--- DATA TO PROCESS ---
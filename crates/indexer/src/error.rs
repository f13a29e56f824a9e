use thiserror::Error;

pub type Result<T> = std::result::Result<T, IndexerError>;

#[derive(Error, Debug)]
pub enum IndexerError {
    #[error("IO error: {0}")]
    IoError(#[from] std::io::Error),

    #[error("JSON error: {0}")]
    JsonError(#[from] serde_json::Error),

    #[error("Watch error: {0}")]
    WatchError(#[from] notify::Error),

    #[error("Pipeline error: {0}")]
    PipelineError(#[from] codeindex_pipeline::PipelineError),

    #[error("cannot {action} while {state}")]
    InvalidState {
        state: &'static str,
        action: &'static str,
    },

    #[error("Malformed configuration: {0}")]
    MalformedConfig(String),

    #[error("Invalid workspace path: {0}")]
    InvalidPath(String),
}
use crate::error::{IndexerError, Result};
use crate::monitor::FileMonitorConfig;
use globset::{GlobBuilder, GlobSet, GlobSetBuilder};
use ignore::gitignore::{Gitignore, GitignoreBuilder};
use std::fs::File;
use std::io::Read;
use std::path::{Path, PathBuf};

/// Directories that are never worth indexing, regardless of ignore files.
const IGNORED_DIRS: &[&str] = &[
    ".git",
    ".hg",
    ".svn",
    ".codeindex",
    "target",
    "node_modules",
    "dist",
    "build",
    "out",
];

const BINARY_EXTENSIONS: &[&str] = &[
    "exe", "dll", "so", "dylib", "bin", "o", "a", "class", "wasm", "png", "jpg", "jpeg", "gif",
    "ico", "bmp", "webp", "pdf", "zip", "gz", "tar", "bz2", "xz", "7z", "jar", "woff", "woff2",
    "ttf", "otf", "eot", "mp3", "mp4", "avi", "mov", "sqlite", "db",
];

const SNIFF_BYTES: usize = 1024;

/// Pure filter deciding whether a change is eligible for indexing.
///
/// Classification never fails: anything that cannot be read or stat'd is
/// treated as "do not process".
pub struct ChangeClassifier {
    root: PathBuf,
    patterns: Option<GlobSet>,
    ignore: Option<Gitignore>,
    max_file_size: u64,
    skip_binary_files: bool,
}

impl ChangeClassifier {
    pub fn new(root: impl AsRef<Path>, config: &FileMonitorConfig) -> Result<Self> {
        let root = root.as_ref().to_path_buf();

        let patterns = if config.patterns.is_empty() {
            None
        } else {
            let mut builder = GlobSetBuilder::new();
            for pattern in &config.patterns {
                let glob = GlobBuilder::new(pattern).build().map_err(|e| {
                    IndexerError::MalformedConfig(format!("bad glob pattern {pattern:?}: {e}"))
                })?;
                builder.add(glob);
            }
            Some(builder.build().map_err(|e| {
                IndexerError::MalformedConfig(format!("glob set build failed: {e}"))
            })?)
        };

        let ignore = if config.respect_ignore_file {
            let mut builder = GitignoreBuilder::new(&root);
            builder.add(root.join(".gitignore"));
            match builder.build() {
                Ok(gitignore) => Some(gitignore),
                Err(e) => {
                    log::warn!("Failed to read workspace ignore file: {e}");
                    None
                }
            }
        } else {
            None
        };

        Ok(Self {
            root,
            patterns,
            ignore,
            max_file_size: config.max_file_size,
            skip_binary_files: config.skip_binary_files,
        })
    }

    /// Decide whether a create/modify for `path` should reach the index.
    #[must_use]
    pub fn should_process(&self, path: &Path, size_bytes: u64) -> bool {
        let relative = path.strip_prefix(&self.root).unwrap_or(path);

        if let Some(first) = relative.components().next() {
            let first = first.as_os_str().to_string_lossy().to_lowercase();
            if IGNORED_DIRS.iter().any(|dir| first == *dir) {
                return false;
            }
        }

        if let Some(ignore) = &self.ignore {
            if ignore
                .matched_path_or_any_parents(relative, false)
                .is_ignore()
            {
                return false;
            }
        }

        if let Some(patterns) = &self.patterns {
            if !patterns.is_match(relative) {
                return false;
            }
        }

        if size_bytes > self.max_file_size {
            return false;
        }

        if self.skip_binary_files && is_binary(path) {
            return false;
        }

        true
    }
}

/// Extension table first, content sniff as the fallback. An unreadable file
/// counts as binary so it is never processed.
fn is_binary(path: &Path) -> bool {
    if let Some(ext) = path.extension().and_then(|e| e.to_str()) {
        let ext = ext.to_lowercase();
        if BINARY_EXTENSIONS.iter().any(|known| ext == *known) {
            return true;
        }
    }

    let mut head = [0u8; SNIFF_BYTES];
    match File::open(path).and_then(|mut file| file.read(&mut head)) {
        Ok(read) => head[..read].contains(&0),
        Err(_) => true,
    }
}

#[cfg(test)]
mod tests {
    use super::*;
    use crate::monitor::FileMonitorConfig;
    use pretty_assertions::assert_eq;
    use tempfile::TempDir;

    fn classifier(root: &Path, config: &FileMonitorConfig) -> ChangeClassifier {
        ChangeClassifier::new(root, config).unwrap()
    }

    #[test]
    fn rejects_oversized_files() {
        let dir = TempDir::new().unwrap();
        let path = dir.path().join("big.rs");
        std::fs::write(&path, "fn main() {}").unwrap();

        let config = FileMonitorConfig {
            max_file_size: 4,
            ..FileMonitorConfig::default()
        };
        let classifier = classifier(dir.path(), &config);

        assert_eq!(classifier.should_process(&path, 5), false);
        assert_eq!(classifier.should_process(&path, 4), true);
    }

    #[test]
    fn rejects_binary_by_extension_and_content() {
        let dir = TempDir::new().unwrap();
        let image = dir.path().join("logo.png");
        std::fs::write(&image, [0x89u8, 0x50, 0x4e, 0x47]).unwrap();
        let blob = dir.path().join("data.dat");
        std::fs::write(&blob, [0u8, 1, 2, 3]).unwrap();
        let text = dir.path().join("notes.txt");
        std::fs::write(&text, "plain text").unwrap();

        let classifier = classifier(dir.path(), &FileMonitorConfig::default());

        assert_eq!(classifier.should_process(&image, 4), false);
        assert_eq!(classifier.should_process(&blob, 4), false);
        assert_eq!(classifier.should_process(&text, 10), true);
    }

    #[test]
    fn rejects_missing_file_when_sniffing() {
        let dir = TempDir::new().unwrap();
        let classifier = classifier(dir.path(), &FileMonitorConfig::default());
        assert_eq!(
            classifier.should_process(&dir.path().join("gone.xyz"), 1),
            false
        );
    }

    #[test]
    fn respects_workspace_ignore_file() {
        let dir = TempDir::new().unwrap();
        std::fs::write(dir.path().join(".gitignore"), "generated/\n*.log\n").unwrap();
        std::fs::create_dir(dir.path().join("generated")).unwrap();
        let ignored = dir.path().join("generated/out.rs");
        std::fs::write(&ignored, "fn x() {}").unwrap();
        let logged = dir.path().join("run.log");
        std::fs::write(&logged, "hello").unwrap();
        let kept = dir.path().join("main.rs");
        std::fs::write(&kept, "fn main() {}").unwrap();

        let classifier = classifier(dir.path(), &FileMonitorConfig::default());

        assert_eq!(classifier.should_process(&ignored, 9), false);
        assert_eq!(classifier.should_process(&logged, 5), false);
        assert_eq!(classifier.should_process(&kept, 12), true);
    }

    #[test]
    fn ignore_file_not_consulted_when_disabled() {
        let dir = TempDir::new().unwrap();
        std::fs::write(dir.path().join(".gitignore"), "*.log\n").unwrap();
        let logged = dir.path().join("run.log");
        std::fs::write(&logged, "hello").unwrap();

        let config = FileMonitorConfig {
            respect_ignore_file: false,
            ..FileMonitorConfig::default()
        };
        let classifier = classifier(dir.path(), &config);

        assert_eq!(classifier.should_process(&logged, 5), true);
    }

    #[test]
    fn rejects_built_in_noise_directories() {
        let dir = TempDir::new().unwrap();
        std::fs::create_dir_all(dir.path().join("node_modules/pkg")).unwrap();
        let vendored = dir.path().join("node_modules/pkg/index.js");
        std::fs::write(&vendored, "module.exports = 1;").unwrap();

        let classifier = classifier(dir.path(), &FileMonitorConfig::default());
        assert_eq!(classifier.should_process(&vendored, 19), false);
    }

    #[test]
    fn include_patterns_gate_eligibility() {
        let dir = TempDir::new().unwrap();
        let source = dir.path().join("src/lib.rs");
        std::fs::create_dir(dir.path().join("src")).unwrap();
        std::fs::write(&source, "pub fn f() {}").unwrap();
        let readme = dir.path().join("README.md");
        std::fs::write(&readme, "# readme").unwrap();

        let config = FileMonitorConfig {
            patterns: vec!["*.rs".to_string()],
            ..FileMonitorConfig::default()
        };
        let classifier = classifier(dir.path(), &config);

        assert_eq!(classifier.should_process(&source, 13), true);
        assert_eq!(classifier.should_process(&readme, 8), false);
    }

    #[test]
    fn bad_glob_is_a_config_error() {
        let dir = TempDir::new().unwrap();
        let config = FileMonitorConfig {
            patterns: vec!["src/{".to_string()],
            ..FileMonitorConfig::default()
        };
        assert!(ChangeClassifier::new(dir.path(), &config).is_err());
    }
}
---
--- DATA TO PROCESS ---
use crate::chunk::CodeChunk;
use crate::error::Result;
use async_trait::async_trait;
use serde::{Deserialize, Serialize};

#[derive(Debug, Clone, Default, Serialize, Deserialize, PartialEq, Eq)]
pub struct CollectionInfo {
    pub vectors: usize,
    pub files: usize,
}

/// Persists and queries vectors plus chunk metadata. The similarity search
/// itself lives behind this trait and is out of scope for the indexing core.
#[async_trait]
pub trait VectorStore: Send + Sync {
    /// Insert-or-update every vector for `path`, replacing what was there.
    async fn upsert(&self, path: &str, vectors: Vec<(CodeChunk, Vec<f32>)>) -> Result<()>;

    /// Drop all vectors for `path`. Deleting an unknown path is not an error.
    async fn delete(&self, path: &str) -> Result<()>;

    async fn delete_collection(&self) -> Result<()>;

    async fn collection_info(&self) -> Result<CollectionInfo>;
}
---
--- DATA TO PROCESS ---
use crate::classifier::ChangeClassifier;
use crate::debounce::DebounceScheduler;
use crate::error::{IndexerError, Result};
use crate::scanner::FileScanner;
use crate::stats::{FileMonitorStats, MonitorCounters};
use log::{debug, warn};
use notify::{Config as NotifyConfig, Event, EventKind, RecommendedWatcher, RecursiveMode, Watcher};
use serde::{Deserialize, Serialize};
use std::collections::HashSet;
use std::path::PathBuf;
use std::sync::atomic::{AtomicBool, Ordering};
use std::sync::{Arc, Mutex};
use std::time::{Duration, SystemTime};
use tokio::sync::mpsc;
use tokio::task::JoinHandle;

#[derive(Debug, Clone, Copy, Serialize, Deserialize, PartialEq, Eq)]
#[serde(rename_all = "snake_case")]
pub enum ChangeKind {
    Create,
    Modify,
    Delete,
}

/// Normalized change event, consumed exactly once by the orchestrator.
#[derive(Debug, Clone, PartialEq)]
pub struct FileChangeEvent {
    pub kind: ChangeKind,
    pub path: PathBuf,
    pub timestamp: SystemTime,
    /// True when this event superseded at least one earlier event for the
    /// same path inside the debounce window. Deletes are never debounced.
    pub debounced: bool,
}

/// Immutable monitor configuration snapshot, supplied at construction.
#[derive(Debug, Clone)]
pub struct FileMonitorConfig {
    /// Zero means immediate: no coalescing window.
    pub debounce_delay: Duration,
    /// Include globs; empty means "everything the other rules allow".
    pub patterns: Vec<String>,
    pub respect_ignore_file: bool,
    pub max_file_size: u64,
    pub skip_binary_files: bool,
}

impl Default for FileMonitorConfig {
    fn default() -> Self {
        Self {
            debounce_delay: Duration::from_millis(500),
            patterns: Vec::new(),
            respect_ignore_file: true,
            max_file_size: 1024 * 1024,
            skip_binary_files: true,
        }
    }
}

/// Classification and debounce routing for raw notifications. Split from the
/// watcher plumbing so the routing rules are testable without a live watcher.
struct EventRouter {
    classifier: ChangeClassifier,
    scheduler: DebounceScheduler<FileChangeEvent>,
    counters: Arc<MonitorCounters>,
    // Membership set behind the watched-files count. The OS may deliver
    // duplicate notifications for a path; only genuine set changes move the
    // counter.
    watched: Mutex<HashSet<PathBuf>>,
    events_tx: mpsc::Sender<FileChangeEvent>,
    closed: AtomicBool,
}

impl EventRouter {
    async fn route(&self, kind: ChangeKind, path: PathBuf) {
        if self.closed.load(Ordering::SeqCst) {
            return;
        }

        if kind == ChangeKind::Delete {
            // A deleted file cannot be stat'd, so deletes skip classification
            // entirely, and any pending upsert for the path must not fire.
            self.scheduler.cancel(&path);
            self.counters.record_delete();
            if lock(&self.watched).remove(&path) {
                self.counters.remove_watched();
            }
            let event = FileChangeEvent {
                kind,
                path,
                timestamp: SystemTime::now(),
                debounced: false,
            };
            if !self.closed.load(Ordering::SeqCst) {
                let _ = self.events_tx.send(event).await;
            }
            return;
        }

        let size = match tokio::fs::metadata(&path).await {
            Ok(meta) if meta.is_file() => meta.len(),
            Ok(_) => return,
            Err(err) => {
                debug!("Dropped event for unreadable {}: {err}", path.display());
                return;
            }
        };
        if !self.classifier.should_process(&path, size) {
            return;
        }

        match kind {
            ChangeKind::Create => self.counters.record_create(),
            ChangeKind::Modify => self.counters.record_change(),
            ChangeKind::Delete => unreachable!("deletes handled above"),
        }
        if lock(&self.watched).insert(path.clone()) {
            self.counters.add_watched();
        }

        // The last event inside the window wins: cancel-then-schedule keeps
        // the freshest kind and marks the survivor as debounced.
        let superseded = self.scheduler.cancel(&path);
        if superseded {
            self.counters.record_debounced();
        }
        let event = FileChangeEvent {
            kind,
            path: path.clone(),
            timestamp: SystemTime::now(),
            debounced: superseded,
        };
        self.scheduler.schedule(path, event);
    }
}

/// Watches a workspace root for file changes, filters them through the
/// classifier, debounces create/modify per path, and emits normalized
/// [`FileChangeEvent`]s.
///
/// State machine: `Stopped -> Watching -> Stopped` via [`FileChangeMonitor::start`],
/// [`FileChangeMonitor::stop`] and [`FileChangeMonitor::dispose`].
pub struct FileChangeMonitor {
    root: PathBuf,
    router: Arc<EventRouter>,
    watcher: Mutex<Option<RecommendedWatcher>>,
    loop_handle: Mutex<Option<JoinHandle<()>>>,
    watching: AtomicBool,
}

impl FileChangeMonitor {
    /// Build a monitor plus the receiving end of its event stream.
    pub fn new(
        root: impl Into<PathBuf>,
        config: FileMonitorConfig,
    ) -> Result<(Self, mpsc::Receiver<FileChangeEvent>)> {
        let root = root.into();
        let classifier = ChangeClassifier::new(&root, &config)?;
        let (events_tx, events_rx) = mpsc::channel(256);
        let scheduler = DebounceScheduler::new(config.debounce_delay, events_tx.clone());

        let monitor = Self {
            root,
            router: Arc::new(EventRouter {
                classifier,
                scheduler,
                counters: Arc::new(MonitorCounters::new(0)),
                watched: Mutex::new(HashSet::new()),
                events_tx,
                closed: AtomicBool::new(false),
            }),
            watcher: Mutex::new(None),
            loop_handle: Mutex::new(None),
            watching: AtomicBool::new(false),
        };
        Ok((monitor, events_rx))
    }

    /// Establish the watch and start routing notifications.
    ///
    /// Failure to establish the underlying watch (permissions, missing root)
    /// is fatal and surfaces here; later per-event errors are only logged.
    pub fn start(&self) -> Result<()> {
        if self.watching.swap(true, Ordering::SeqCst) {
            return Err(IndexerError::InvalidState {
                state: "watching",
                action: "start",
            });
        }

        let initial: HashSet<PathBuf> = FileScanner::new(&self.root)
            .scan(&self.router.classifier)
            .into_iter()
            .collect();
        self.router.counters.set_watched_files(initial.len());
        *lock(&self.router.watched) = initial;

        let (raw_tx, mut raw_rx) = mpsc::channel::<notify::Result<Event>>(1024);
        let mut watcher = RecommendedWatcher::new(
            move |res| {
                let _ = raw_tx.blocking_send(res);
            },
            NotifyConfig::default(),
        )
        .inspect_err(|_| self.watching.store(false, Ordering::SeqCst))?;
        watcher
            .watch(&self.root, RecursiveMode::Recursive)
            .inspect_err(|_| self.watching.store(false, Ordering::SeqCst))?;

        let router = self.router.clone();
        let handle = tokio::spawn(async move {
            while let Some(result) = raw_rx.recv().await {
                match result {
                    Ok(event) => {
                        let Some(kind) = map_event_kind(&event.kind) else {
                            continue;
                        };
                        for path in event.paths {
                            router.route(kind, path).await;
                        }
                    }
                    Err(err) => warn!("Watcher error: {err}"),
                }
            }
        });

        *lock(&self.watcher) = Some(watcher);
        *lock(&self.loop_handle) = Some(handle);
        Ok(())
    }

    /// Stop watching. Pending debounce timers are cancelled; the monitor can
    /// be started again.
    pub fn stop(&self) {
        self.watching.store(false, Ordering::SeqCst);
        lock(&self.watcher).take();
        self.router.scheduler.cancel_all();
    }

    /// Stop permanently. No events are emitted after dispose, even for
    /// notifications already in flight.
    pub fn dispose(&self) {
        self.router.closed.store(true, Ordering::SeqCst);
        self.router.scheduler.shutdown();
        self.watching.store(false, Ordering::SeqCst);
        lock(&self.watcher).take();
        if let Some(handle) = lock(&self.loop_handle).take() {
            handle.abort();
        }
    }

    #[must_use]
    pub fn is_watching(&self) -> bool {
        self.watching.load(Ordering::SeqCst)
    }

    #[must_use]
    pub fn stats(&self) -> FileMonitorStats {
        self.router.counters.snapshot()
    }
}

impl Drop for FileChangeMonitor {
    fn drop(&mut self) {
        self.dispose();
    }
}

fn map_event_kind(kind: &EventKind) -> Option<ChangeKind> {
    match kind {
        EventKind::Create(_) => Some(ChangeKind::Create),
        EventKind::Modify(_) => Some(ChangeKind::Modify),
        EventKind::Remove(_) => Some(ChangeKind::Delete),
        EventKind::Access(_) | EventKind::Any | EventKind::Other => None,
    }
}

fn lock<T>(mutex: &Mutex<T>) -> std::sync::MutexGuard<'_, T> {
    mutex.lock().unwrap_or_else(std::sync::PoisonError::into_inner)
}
---
* WHAT THE TASK ASKS *
In the data above, which lines lie between the line with "Copy, Serialize, Deserialize, PartialEq, Eq)]" and the line with "if kind == ChangeKind::Delete", inclusive? Print those lines exactly and nothing else.

* ANSWER FOR THIS EXERCISE *
#[derive(Debug, Clone, Copy, Serialize, Deserialize, PartialEq, Eq)]
#[serde(rename_all = "snake_case")]
pub enum ChangeKind {
    Create,
    Modify,
    Delete,
}

/// Normalized change event, consumed exactly once by the orchestrator.
#[derive(Debug, Clone, PartialEq)]
pub struct FileChangeEvent {
    pub kind: ChangeKind,
    pub path: PathBuf,
    pub timestamp: SystemTime,
    /// True when this event superseded at least one earlier event for the
    /// same path inside the debounce window. Deletes are never debounced.
    pub debounced: bool,
}

/// Immutable monitor configuration snapshot, supplied at construction.
#[derive(Debug, Clone)]
pub struct FileMonitorConfig {
    /// Zero means immediate: no coalescing window.
    pub debounce_delay: Duration,
    /// Include globs; empty means "everything the other rules allow".
    pub patterns: Vec<String>,
    pub respect_ignore_file: bool,
    pub max_file_size: u64,
    pub skip_binary_files: bool,
}

impl Default for FileMonitorConfig {
    fn default() -> Self {
        Self {
            debounce_delay: Duration::from_millis(500),
            patterns: Vec::new(),
            respect_ignore_file: true,
            max_file_size: 1024 * 1024,
            skip_binary_files: true,
        }
    }
}

/// Classification and debounce routing for raw notifications. Split from the
/// watcher plumbing so the routing rules are testable without a live watcher.
struct EventRouter {
    classifier: ChangeClassifier,
    scheduler: DebounceScheduler<FileChangeEvent>,
    counters: Arc<MonitorCounters>,
    // Membership set behind the watched-files count. The OS may deliver
    // duplicate notifications for a path; only genuine set changes move the
    // counter.
    watched: Mutex<HashSet<PathBuf>>,
    events_tx: mpsc::Sender<FileChangeEvent>,
    closed: AtomicBool,
}

impl EventRouter {
    async fn route(&self, kind: ChangeKind, path: PathBuf) {
        if self.closed.load(Ordering::SeqCst) {
            return;
        }

        if kind == ChangeKind::Delete {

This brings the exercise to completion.